- _AIM OF THE TASK_
Match the word "usize". Return each line of the data below where it appears.

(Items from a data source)

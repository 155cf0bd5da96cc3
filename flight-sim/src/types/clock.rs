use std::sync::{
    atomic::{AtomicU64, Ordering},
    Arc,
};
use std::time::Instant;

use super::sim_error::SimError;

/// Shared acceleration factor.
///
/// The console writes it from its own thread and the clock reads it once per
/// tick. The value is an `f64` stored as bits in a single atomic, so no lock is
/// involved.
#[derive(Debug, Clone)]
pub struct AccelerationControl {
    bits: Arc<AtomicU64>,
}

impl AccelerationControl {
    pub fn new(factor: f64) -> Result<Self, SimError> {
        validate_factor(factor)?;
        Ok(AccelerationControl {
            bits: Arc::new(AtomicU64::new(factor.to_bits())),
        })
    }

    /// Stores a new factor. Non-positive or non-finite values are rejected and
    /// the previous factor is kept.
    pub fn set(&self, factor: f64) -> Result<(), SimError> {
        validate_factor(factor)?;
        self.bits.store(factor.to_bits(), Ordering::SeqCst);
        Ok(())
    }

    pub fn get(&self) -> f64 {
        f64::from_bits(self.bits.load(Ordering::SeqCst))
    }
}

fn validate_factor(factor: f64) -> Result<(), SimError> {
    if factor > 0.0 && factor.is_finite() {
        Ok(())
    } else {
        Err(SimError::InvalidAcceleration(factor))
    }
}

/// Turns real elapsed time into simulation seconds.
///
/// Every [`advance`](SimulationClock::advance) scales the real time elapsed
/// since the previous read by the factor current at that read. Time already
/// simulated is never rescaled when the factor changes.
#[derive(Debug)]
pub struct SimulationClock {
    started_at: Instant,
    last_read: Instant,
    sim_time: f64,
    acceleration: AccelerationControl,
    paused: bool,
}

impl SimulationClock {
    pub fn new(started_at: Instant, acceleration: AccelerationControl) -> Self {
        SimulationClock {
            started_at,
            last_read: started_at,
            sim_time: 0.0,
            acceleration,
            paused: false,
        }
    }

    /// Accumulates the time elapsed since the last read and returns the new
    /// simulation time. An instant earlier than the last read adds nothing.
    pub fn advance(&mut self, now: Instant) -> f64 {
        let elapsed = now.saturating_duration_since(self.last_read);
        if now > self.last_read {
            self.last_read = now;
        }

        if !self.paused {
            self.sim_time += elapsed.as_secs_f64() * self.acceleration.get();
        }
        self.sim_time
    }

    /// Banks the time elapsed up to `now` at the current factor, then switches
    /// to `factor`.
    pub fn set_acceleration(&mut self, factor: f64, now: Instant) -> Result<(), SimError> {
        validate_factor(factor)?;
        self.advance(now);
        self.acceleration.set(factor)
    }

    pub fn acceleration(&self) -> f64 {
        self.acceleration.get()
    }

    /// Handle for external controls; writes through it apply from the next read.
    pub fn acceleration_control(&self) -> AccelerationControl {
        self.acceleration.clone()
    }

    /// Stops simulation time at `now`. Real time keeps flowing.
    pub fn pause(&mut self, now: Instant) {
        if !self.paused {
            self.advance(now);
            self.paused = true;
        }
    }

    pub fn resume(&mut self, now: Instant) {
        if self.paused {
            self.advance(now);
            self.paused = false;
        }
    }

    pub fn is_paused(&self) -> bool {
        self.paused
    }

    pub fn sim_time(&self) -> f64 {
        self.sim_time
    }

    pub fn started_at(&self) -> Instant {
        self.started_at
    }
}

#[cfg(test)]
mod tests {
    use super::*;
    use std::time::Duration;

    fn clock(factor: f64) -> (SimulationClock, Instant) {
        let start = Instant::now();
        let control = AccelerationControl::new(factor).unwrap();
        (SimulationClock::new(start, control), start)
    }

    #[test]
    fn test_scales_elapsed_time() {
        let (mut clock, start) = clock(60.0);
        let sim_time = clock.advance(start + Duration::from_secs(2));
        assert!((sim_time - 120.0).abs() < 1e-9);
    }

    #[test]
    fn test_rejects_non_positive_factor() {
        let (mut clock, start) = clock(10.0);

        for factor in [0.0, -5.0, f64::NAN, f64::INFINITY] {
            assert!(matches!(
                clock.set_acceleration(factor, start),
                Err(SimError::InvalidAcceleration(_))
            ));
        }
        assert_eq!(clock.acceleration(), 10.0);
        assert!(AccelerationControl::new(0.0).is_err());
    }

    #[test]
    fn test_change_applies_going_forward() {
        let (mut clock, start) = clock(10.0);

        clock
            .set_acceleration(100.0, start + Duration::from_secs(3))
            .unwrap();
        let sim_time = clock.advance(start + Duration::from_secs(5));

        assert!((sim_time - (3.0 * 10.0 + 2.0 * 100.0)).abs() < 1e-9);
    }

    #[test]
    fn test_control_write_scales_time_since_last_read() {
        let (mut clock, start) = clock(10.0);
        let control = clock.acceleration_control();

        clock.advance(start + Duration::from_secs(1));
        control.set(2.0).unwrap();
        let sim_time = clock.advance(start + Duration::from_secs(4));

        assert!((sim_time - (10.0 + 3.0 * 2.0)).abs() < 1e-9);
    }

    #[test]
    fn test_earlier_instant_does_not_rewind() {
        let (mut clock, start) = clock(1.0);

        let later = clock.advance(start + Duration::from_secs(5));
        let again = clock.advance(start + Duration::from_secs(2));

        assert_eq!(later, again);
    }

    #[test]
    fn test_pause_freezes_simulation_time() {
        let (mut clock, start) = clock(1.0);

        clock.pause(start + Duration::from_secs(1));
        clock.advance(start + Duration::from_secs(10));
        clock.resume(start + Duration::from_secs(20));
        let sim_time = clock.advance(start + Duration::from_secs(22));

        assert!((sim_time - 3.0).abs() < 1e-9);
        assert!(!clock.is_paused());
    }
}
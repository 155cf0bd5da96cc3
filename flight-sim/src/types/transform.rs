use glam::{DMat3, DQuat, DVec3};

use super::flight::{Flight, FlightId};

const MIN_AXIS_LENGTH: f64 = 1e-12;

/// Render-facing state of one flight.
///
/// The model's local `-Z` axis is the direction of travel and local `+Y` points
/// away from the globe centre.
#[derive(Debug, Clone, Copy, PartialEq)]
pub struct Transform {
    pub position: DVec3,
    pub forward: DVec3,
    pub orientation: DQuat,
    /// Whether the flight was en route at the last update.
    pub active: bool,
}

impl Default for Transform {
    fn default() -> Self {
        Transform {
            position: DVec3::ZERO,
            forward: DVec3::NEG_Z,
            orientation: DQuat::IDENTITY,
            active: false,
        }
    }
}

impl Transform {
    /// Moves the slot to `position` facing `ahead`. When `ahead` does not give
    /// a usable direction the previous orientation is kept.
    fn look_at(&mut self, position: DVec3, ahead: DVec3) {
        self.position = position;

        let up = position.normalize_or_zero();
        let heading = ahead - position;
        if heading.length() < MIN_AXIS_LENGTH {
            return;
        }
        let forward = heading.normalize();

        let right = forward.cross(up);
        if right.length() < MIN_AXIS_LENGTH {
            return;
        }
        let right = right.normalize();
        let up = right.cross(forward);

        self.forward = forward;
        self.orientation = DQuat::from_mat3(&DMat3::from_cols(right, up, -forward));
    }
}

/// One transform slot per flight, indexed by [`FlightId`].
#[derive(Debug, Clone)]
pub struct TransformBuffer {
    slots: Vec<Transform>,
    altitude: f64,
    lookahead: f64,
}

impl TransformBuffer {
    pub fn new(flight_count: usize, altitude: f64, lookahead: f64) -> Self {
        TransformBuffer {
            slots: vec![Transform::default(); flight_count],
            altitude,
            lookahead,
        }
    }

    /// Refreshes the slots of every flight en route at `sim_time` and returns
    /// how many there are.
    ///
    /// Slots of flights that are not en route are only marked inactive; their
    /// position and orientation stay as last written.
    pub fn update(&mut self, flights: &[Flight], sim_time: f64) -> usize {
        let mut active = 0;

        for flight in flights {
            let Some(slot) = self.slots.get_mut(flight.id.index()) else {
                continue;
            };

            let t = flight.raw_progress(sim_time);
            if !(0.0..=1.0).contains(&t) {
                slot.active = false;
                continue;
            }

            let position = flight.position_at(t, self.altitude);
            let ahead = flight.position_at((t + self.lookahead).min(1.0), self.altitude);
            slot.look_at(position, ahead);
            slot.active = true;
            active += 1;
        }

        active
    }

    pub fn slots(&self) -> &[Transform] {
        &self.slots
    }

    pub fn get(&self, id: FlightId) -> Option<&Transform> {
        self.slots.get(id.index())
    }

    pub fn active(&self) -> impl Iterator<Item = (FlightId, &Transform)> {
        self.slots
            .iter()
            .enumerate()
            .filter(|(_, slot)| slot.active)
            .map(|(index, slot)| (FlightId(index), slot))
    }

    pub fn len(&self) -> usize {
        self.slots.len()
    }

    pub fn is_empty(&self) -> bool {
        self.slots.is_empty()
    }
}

- _REPLY TO THE EXERCISE_
    pub fn new(flight_count: usize, altitude: f64, lookahead: f64) -> Self {
    pub fn update(&mut self, flights: &[Flight], sim_time: f64) -> usize {
    pub fn len(&self) -> usize {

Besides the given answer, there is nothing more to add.